Il monitoraggio di Arpa e di Asl Torino 1 sulle acque reflue del depuratore SMAT in Torino non ha evidenziato tracce RNA del Coronavirus. Sarà proseguito il monitoraggio, in particolare degli impianti di depurazione, per approfondire l'interazione della COVID-19 con le matrici ambientali.

LA STRAGE DI API

Le api e i pronubi selvatici (insetti impollinatori che trasferiscono il polline da un fiore all’altro) sono considerati essenziali per l’ambiente e per la produzione di una buona parte del nostro cibo. Tuttavia, non tutti li considerano fondamentali. Anche durante questa primavera, in piena pandemia, alcune colture sono state trattate in piena fioritura, nonostante la legge (L 313 del 24/12/04 e LR 1 del 22/01/19) vieti i trattamenti fitosanitari (insetticidi, fungicidi, erbicidi) sulle piante in fiore con presenza di melata e obblighi allo sfalcio preventivo delle eventuali fioriture presenti tra un filare e l’altro e sul bordo della coltura.

Questi episodi ogni anno si ripetono a causa di interferenze con trattamenti, ma in questa situazione di scarsa manodopera in campo agricolo, alcuni proprietari hanno raggiunto i propri obiettivi colturali senza curarsi degli appelli che il settore Fitosanitario regionale rivolge, d’altra parte avevano una maggiore tranquillità per agire nelle campagne in questo periodo.
Le criticità maggiori sono state riscontrate negli areali con prevalenza di noccioleti, specialmente in alcune zone dell’albese e del monregalese in cui è stato utilizzato anche un insetticida concesso in deroga in Piemonte per il trattamento dell’eriofide del nocciolo. In alternativa a questo insetticida, poteva essere utilizzato efficacemente lo zolfo bagnabile, come consigliato da organizzazioni e agronomi: sarebbe stato meno tossico per api e pronubi.

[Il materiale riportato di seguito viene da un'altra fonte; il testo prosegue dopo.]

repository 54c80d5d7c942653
use crate::ZoneResyncJob;
use std::sync::Arc;
use tokio_util::sync::CancellationToken;
use tracing::info;

pub trait SpawnableJob: Send + Sync + 'static {
    fn with_cancellation(self, token: CancellationToken) -> Self;
    fn start_job(self: Arc<Self>) -> tokio::task::JoinHandle<()>;
}

macro_rules! impl_spawnable_job {
    ($t:ty) => {
        impl SpawnableJob for $t {
            fn with_cancellation(self, token: CancellationToken) -> Self {
                self.with_cancellation(token)
            }

            fn start_job(self: Arc<Self>) -> tokio::task::JoinHandle<()> {
                tokio::spawn(async move { self.start().await })
            }
        }
    };
}

impl_spawnable_job!(ZoneResyncJob);

fn spawn_job<J: SpawnableJob>(job: Option<J>, shutdown: &Option<CancellationToken>) {
    if let Some(job) = job {
        let job = match shutdown {
            Some(token) => job.with_cancellation(token.clone()),
            None => job,
        };
        Arc::new(job).start_job();
    }
}

pub struct JobRunner {
    zone_resync: Option<ZoneResyncJob>,
    shutdown: Option<CancellationToken>,
}

impl JobRunner {
    pub fn new() -> Self {
        Self {
            zone_resync: None,
            shutdown: None,
        }
    }

    pub fn with_zone_resync(mut self, job: ZoneResyncJob) -> Self {
        self.zone_resync = Some(job);
        self
    }

    pub fn with_shutdown_token(mut self, token: CancellationToken) -> Self {
        self.shutdown = Some(token);
        self
    }

    pub async fn start(self) {
        info!("Starting background job runner");

        spawn_job(self.zone_resync, &self.shutdown);

        info!("All background jobs started");
    }
}

impl Default for JobRunner {
    fn default() -> Self {
        Self::new()
    }
}
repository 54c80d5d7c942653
pub mod dns;

pub use dns::start_dns_server;
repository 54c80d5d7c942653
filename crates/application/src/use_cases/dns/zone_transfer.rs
use std::sync::Arc;

use tracing::debug;
use zoneward_domain::{
    DomainError, Question, RecordSetCriterion, RecordType, Request, ResourceRecordSet, Response,
    ZoneCriterion,
};

use super::failure_response;
use crate::ports::ZoneRepository;
use crate::services::{CriteriaBuilder, RRsetProjector};

/// Answers AXFR (and IXFR) with the whole zone framed by its SOA.
pub struct ZoneTransferResponder {
    repository: Arc<dyn ZoneRepository>,
    criteria: CriteriaBuilder,
}

impl ZoneTransferResponder {
    pub fn new(repository: Arc<dyn ZoneRepository>, criteria: CriteriaBuilder) -> Self {
        Self {
            repository,
            criteria,
        }
    }

    pub async fn handle(&self, request: &Request) -> Response {
        let Some(question) = request.single_question() else {
            return Response::refused(request);
        };

        match self.transfer(request, question).await {
            Ok(answers) => {
                debug!(zone = %question.name, rrsets = answers.len(), "Zone transfer assembled");
                Response::authoritative_answer(request, answers)
            }
            Err(e) => failure_response(request, &e, "zone transfer"),
        }
    }

    async fn transfer(
        &self,
        request: &Request,
        question: &Question,
    ) -> Result<Vec<ResourceRecordSet>, DomainError> {
        let context = &request.context;

        let base = ZoneCriterion {
            deleted: Some(false),
            ..ZoneCriterion::by_name(&question.name)
        };
        let criterion = self.criteria.zone_criterion(request, base)?;
        let zone = self.repository.find_zone(context, &criterion).await?;

        let soa_recordsets = self
            .repository
            .find_recordsets(
                context,
                &RecordSetCriterion::zone_records_of_type(Arc::clone(&zone.id), RecordType::SOA),
            )
            .await?;
        let soa: Vec<ResourceRecordSet> = soa_recordsets
            .iter()
            .filter_map(|rs| RRsetProjector::project(&zone, rs))
            .collect();

        if soa.is_empty() {
            return Err(DomainError::ZoneTransferFailed(format!(
                "zone {} has no SOA record",
                zone.name
            )));
        }

        let recordsets = self
            .repository
            .find_recordsets(
                context,
                &RecordSetCriterion::zone_records_except(Arc::clone(&zone.id), RecordType::SOA),
            )
            .await?;

        let mut answers = Vec::with_capacity(recordsets.len() + 2 * soa.len());
        answers.extend(soa.iter().cloned());
        answers.extend(
            recordsets
                .iter()
                .filter_map(|rs| RRsetProjector::project(&zone, rs)),
        );
        answers.extend(soa);

        Ok(answers)
    }
}
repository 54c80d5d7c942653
mod remote_soa_query;
mod zone_content_writer;
mod zone_repository;
mod zone_resync_scheduler;
mod zone_transfer_client;

pub use remote_soa_query::RemoteSoaQuery;
pub use zone_content_writer::ZoneContentWriter;
pub use zone_repository::ZoneRepository;
pub use zone_resync_scheduler::{ZoneResyncScheduler, ZoneResyncTask};
pub use zone_transfer_client::ZoneTransferClient;
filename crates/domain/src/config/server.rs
use serde::{Deserialize, Serialize};

#[derive(Debug, Clone, Deserialize, Serialize)]
pub struct ServerConfig {
    #[serde(default = "default_bind_address")]
    pub bind_address: String,

    #[serde(default = "default_port")]
    pub port: u16,

    /// Seconds an idle TCP connection is kept open between messages.
    #[serde(default = "default_tcp_idle_timeout_secs")]
    pub tcp_idle_timeout_secs: u64,

    /// Upper bound on the encoded size of one TCP response message; larger
    /// answers (zone transfers) are split across several messages.
    #[serde(default = "default_tcp_max_message_size")]
    pub tcp_max_message_size: usize,
}

impl Default for ServerConfig {
    fn default() -> Self {
        Self {
            bind_address: default_bind_address(),
            port: default_port(),
            tcp_idle_timeout_secs: default_tcp_idle_timeout_secs(),
            tcp_max_message_size: default_tcp_max_message_size(),
        }
    }
}

fn default_bind_address() -> String {
    "0.0.0.0".to_string()
}

fn default_port() -> u16 {
    5354
}

fn default_tcp_idle_timeout_secs() -> u64 {
    30
}

fn default_tcp_max_message_size() -> usize {
    16 * 1024
}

Nello stesso periodo si sono registrati simili problematiche nelle vicinanze di ampie zone coltivate a mais: le api sono letteralmente scomparse dalle colonie nel giro di pochissimi giorni.
Anche il melo sembra esser stato nel centro del mirino per i trattamenti effettuati senza rispettare la fine della fioritura. In alcune zone pare siano stati somministrati insetticidi contro l’afide lanigero senza attendere la completa caduta dei petali dei fiori, così come riportato in etichetta, consigliato dai tecnici agricoli e previsto dalla legge.
Oltre a questi casi, gravi avvelenamenti di alveari sono stati registrati in alcune zone della provincia di Asti e Alessandria. Vittime circa 200 alveari collocati in zone coltivate a colza, probabilmente in seguito a trattamenti insetticidi contro il punteruolo, anche in questo caso senza badare alle piante in fioritura, molto attrattive per api e pronubi selvatici.

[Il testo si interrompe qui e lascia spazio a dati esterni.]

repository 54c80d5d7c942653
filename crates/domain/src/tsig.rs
use std::fmt;
use std::str::FromStr;
use std::sync::Arc;

use crate::errors::DomainError;

#[derive(Debug, Clone, Copy, PartialEq, Eq, Hash)]
pub enum TsigScope {
    Pool,
    Zone,
}

impl TsigScope {
    pub fn as_str(&self) -> &'static str {
        match self {
            TsigScope::Pool => "POOL",
            TsigScope::Zone => "ZONE",
        }
    }
}

impl fmt::Display for TsigScope {
    fn fmt(&self, f: &mut fmt::Formatter<'_>) -> fmt::Result {
        write!(f, "{}", self.as_str())
    }
}

impl FromStr for TsigScope {
    type Err = DomainError;

    fn from_str(s: &str) -> Result<Self, Self::Err> {
        match s.trim().to_uppercase().as_str() {
            "POOL" => Ok(TsigScope::Pool),
            "ZONE" => Ok(TsigScope::Zone),
            _ => Err(DomainError::UnsupportedAuthorizationScope(s.to_string())),
        }
    }
}

/// A TSIG key that has already been verified by the transport.
///
/// `resource_id` names the pool or the zone the key is allowed to read,
/// depending on `scope`.
#[derive(Debug, Clone, PartialEq, Eq)]
pub struct TsigKey {
    pub name: Arc<str>,
    pub scope: TsigScope,
    pub resource_id: Arc<str>,
}

impl TsigKey {
    pub fn new(
        name: impl Into<Arc<str>>,
        scope: TsigScope,
        resource_id: impl Into<Arc<str>>,
    ) -> Self {
        Self {
            name: name.into(),
            scope,
            resource_id: resource_id.into(),
        }
    }

    pub fn pool(name: impl Into<Arc<str>>, pool_id: impl Into<Arc<str>>) -> Self {
        Self::new(name, TsigScope::Pool, pool_id)
    }

    pub fn zone(name: impl Into<Arc<str>>, zone_id: impl Into<Arc<str>>) -> Self {
        Self::new(name, TsigScope::Zone, zone_id)
    }
}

Produzione e gestione dei rifiuti nel periodo di emergenza sanitaria

La situazione emergenziale connessa alla diffusione del virus SARS-CoV-2 ha coinvolto pesantemente anche lo svolgimento dei servizi di pubblico interesse quale quello della gestione dei rifiuti a causa della difficoltà dei trasporti e alla riduzione dell’operatività/chiusura delle attività produttive e degli impianti di gestione dei rifiuti.
La Regione Piemonte al fine di garantire una corretta gestione dei rifiuti e il regolare svolgimento delle attività del settore, dal servizio di raccolta fino al recupero e smaltimento finale, nel rispetto dei rapporti pubblicati dall'ISS e sulla base delle indicazioni nazionali, ha fornito nel corso dei mesi trascorsi dei chiarimenti a supporto dei cittadini, degli Enti e degli operatori sui vari aspetti che l'emergenza ha interessato.
Si richiamano in sintesi per argomento le azioni che hanno coinvolto la Regione in tema rifiuti, consultabili sul sito web istituzionale:
  • Disposizioni ai Consorzi di gestione rifiuti e ai cittadini per il conferimento dei rifiuti sulla base delle indicazioni fornite dall’Istituto superiore di Sanità
    • sono state fornite delle specificazioni sul cambiamento temporaneo delle regole in merito alla classificazione, alla raccolta differenziata e alla gestione dei rifiuti prodotti sia dai soggetti positivi, in isolamento o in quarantena obbligatoria da COVID-19, sia per i rifiuti prodotti da utenze domestiche in cui non sono presenti soggetti positivi o in isolamento;
    • centri di raccolta: si è gestita la chiusura e poi la progressiva riapertura in sicurezza dei centri pubblici di raccolta per favorire il conferimento di rifiuti da parte di utenze domestiche e non domestiche;

Le note sono consultabili alla pagina internet della Regione Piemonte.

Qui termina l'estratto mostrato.